[[ EXCERPTED RECORDS, beginning ]]

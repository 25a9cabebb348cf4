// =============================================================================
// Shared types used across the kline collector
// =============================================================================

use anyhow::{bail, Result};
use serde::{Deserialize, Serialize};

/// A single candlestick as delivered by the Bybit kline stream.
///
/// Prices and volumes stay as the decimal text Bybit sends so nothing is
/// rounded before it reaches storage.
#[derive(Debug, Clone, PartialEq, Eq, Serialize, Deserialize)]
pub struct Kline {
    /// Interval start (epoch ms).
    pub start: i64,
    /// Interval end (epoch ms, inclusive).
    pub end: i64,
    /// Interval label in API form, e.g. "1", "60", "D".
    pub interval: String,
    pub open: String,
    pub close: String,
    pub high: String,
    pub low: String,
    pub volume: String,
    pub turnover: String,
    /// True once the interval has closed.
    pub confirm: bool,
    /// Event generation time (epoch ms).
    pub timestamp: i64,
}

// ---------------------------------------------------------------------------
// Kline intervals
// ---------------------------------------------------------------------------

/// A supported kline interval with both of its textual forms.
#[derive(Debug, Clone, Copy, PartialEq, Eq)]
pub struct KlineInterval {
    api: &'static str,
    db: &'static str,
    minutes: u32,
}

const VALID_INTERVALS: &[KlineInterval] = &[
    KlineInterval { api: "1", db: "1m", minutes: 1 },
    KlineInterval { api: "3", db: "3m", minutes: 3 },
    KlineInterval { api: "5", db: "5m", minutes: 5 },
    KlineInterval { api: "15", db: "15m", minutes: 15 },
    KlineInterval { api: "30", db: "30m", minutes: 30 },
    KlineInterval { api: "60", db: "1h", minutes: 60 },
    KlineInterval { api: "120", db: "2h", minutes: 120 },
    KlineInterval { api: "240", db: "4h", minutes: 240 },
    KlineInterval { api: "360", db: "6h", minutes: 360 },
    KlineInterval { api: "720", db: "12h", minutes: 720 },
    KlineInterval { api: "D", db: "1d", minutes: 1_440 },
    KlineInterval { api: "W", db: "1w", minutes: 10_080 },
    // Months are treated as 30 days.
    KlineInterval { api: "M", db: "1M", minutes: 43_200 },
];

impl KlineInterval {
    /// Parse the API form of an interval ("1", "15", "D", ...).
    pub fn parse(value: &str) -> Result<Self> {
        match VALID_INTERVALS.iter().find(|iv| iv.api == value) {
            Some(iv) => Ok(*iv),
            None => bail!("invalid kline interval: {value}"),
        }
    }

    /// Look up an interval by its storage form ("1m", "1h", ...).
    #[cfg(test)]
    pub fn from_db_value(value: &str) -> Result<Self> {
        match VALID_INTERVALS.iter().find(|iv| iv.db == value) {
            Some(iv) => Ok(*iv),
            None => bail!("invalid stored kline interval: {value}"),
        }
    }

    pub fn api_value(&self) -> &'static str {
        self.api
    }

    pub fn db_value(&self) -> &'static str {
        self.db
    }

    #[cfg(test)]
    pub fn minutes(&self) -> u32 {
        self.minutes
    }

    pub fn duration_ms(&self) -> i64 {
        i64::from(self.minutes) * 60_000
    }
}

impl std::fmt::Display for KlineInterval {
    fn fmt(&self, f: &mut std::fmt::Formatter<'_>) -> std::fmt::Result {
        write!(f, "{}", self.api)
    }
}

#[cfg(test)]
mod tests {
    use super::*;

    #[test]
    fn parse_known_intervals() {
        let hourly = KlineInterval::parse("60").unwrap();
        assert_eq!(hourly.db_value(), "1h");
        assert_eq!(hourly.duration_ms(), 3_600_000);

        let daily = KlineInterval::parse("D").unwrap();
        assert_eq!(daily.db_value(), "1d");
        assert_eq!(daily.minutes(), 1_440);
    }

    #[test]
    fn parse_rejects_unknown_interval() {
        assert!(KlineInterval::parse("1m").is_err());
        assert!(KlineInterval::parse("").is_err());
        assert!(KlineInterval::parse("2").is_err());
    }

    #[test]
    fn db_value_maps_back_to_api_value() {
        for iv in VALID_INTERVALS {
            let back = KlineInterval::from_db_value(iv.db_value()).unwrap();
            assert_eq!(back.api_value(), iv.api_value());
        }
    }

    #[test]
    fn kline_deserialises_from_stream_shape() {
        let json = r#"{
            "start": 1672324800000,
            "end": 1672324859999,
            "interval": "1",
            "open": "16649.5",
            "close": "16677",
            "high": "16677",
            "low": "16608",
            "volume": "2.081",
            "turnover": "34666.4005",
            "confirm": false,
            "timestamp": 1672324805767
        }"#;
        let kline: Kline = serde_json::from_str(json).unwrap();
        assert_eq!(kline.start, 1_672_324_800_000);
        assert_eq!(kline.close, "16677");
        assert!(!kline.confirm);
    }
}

[[ EXCERPTED RECORDS, end ]]

◆ THE TASK ◆
Write out exactly the lines above between the line with "as 30 days." and the line with "impl std::fmt::Display for", inclusive, and nothing beyond them.

◆ WRITTEN ANSWER ◆
    // Months are treated as 30 days.
    KlineInterval { api: "M", db: "1M", minutes: 43_200 },
];

impl KlineInterval {
    /// Parse the API form of an interval ("1", "15", "D", ...).
    pub fn parse(value: &str) -> Result<Self> {
        match VALID_INTERVALS.iter().find(|iv| iv.api == value) {
            Some(iv) => Ok(*iv),
            None => bail!("invalid kline interval: {value}"),
        }
    }

    /// Look up an interval by its storage form ("1m", "1h", ...).
    #[cfg(test)]
    pub fn from_db_value(value: &str) -> Result<Self> {
        match VALID_INTERVALS.iter().find(|iv| iv.db == value) {
            Some(iv) => Ok(*iv),
            None => bail!("invalid stored kline interval: {value}"),
        }
    }

    pub fn api_value(&self) -> &'static str {
        self.api
    }

    pub fn db_value(&self) -> &'static str {
        self.db
    }

    #[cfg(test)]
    pub fn minutes(&self) -> u32 {
        self.minutes
    }

    pub fn duration_ms(&self) -> i64 {
        i64::from(self.minutes) * 60_000
    }
}

impl std::fmt::Display for KlineInterval {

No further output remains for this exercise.